What does this cost? It was not put up for tender, and there is an excellent licensed local marksman. It would be preferred if the vet and marksman were not the same person and an independent RSPCA officer was an observer.

There have had many problems in the past, relocated goats being delivered to an abattoir,, horns being repurchased by a Council employee, bodies removed but no record of them being incinerated in a public incinerator –food for Hunt’s hounds, which is not illegal. So now all we are told that the vet disposes the bodies-but there are no cash records. So where do the bodies go?
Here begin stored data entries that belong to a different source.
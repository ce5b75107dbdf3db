use crate::errors::{AppError, AppResult};
use crate::models::{EntryKind, Location, TimeEntry};
use crate::utils::date::parse_stored_timestamp;
use crate::utils::range::Period;
use chrono::{DateTime, NaiveDate, NaiveTime, SecondsFormat, Utc};
use rusqlite::types::{ToSql, Type};
use rusqlite::{Connection, Row, params};
use tracing::debug;

/// Which entries to load. Bounds are half-open: `from <= ts < until`.
#[derive(Debug, Clone, Default)]
pub struct EntryFilter {
    pub subject_id: Option<String>,
    pub from: Option<DateTime<Utc>>,
    pub until: Option<DateTime<Utc>>,
}

impl EntryFilter {
    pub fn subject(subject_id: impl Into<String>) -> Self {
        Self {
            subject_id: Some(subject_id.into()),
            ..Self::default()
        }
    }

    /// Narrow to instants that can land on a date of `period` in any display
    /// zone. Offsets stay within one day, so the bounds keep a day of slack on
    /// each side; callers still filter on the exact display date.
    pub fn around(mut self, period: &Period) -> Self {
        if let Period::Between(start, end) = period {
            self.from = start.pred_opt().map(midnight_utc);
            self.until = end.succ_opt().and_then(|d| d.succ_opt()).map(midnight_utc);
        }
        self
    }
}

fn midnight_utc(day: NaiveDate) -> DateTime<Utc> {
    day.and_time(NaiveTime::MIN).and_utc()
}

fn conversion_error(col: usize, err: AppError) -> rusqlite::Error {
    rusqlite::Error::FromSqlConversionFailure(col, Type::Text, Box::new(err))
}

pub fn map_row(row: &Row) -> rusqlite::Result<TimeEntry> {
    let kind_str: String = row.get("kind")?;
    let kind = EntryKind::from_db_str(&kind_str)
        .ok_or_else(|| conversion_error(2, AppError::InvalidEntryKind(kind_str.clone())))?;

    let ts_str: String = row.get("timestamp")?;
    let timestamp = parse_stored_timestamp(&ts_str)
        .ok_or_else(|| conversion_error(3, AppError::InvalidTimestamp(ts_str.clone())))?;

    let location = Location::from_parts(
        row.get("latitude")?,
        row.get("longitude")?,
        row.get("address")?,
    )
    .map_err(|e| conversion_error(4, e))?;

    Ok(TimeEntry {
        id: row.get("id")?,
        subject_id: row.get("subject_id")?,
        kind,
        timestamp,
        location,
        source: row.get("source")?,
        created_at: row.get("created_at")?,
    })
}

/// Store a new entry and return its id.
pub fn insert_entry(conn: &Connection, ev: &TimeEntry) -> AppResult<i64> {
    conn.execute(
        "INSERT INTO entries (subject_id, kind, timestamp, latitude, longitude, address, source, created_at)
         VALUES (?1, ?2, ?3, ?4, ?5, ?6, ?7, ?8)",
        params![
            ev.subject_id,
            ev.kind.to_db_str(),
            ev.timestamp_str(),
            ev.location.latitude(),
            ev.location.longitude(),
            ev.location.address,
            ev.source,
            ev.created_at,
        ],
    )?;
    Ok(conn.last_insert_rowid())
}

/// Entries matching `filter`, ordered by `(timestamp, id)`.
pub fn load_entries(conn: &Connection, filter: &EntryFilter) -> AppResult<Vec<TimeEntry>> {
    let mut clauses: Vec<&str> = Vec::new();
    let mut values: Vec<String> = Vec::new();

    if let Some(subject) = &filter.subject_id {
        clauses.push("subject_id = ?");
        values.push(subject.clone());
    }
    if let Some(from) = filter.from {
        clauses.push("timestamp >= ?");
        values.push(from.to_rfc3339_opts(SecondsFormat::Secs, true));
    }
    if let Some(until) = filter.until {
        clauses.push("timestamp < ?");
        values.push(until.to_rfc3339_opts(SecondsFormat::Secs, true));
    }

    let where_sql = if clauses.is_empty() {
        String::new()
    } else {
        format!("WHERE {}", clauses.join(" AND "))
    };

    let sql = format!(
        "SELECT id, subject_id, kind, timestamp, latitude, longitude, address, source, created_at
         FROM entries {where_sql}
         ORDER BY timestamp ASC, id ASC"
    );

    let mut stmt = conn.prepare(&sql)?;
    let params: Vec<&dyn ToSql> = values.iter().map(|v| v as &dyn ToSql).collect();
    let rows = stmt.query_map(params.as_slice(), map_row)?;

    let mut out = Vec::new();
    for r in rows {
        out.push(r?);
    }

    debug!(count = out.len(), ?filter, "loaded entries");
    Ok(out)
}

/// Every subject that has at least one entry, sorted.
pub fn load_subjects(conn: &Connection) -> AppResult<Vec<String>> {
    let mut stmt = conn.prepare("SELECT DISTINCT subject_id FROM entries ORDER BY subject_id ASC")?;
    let rows = stmt.query_map([], |row| row.get::<_, String>(0))?;

    let mut out = Vec::new();
    for r in rows {
        out.push(r?);
    }
    Ok(out)
}

#[cfg(test)]
mod tests {
    use super::*;
    use crate::db::pool::DbPool;
    use crate::utils::date::parse_stored_timestamp;

    fn at(s: &str) -> DateTime<Utc> {
        parse_stored_timestamp(s).unwrap()
    }

    fn store(pool: &DbPool, subject: &str, kind: EntryKind, ts: &str, loc: Location) -> i64 {
        insert_entry(&pool.conn, &TimeEntry::new(subject, kind, at(ts), loc)).unwrap()
    }

    #[test]
    fn round_trips_location_and_kind() {
        let pool = DbPool::in_memory().unwrap();
        let loc = Location::from_parts(Some(40.4168), Some(-3.7038), Some("Sol".into())).unwrap();
        let id = store(&pool, "alice", EntryKind::CheckIn, "2025-09-01T07:00:00Z", loc.clone());

        let loaded = load_entries(&pool.conn, &EntryFilter::subject("alice")).unwrap();

        assert_eq!(loaded.len(), 1);
        assert_eq!(loaded[0].id, id);
        assert_eq!(loaded[0].kind, EntryKind::CheckIn);
        assert_eq!(loaded[0].location, loc);
        assert_eq!(loaded[0].timestamp, at("2025-09-01T07:00:00Z"));
    }

    #[test]
    fn filters_by_subject_and_bounds() {
        let pool = DbPool::in_memory().unwrap();
        store(&pool, "alice", EntryKind::CheckIn, "2025-09-01T07:00:00Z", Location::default());
        store(&pool, "alice", EntryKind::CheckOut, "2025-09-02T15:00:00Z", Location::default());
        store(&pool, "bob", EntryKind::CheckIn, "2025-09-01T08:00:00Z", Location::default());

        let filter = EntryFilter {
            subject_id: Some("alice".into()),
            from: Some(at("2025-09-01T00:00:00Z")),
            until: Some(at("2025-09-02T00:00:00Z")),
        };
        let loaded = load_entries(&pool.conn, &filter).unwrap();
        assert_eq!(loaded.len(), 1);
        assert_eq!(loaded[0].subject_id, "alice");

        let everything = load_entries(&pool.conn, &EntryFilter::default()).unwrap();
        assert_eq!(everything.len(), 3);

        assert_eq!(load_subjects(&pool.conn).unwrap(), ["alice", "bob"]);
    }

    #[test]
    fn fractional_timestamps_are_stored_to_the_second() {
        let pool = DbPool::in_memory().unwrap();
        let fractional = DateTime::parse_from_rfc3339("2025-09-01T09:00:00.750+02:00")
            .unwrap()
            .with_timezone(&Utc);
        let mut entry = TimeEntry::new("alice", EntryKind::CheckIn, fractional, Location::default());
        entry.timestamp = fractional;

        insert_entry(&pool.conn, &entry).unwrap();

        let loaded = load_entries(&pool.conn, &EntryFilter::default()).unwrap();
        assert_eq!(loaded[0].timestamp, at("2025-09-01T07:00:00Z"));
    }

    #[test]
    fn around_a_day_keeps_a_day_of_slack() {
        let pool = DbPool::in_memory().unwrap();
        for ts in [
            "2025-08-30T12:00:00Z",
            "2025-08-31T10:00:00Z",
            "2025-09-01T09:00:00Z",
            "2025-09-02T23:59:59Z",
            "2025-09-03T00:00:00Z",
        ] {
            store(&pool, "alice", EntryKind::CheckIn, ts, Location::default());
        }
        let day = NaiveDate::from_ymd_opt(2025, 9, 1).unwrap();

        let filter = EntryFilter::subject("alice").around(&Period::Between(day, day));
        let loaded = load_entries(&pool.conn, &filter).unwrap();

        let stamps: Vec<String> = loaded.iter().map(TimeEntry::timestamp_str).collect();
        assert_eq!(
            stamps,
            [
                "2025-08-31T10:00:00Z",
                "2025-09-01T09:00:00Z",
                "2025-09-02T23:59:59Z"
            ]
        );

        let unbounded = EntryFilter::subject("alice").around(&Period::All);
        assert_eq!(load_entries(&pool.conn, &unbounded).unwrap().len(), 5);
    }

    #[test]
    fn loads_in_chronological_order() {
        let pool = DbPool::in_memory().unwrap();
        store(&pool, "alice", EntryKind::CheckOut, "2025-09-01T17:00:00Z", Location::default());
        store(&pool, "alice", EntryKind::CheckIn, "2025-09-01T09:00:00Z", Location::default());

        let loaded = load_entries(&pool.conn, &EntryFilter::default()).unwrap();

        assert_eq!(loaded[0].kind, EntryKind::CheckIn);
        assert_eq!(loaded[1].kind, EntryKind::CheckOut);
    }
}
Is it surprising that we would like to know?

Considering that most actions of the Council regarding the goats bring them to the brink of prosecution on welfare issues, perhaps some retraining is required. This is certainly needed in the Public Relations sector. The Mayor stated “if you have any queries or concerns about the herd, bring them to the Town Hall where we can deal with them.” You do this at public question time and you get evasive answers.. All we can conclude is-don’t listen to Town Hall propaganda-they get it all wrong.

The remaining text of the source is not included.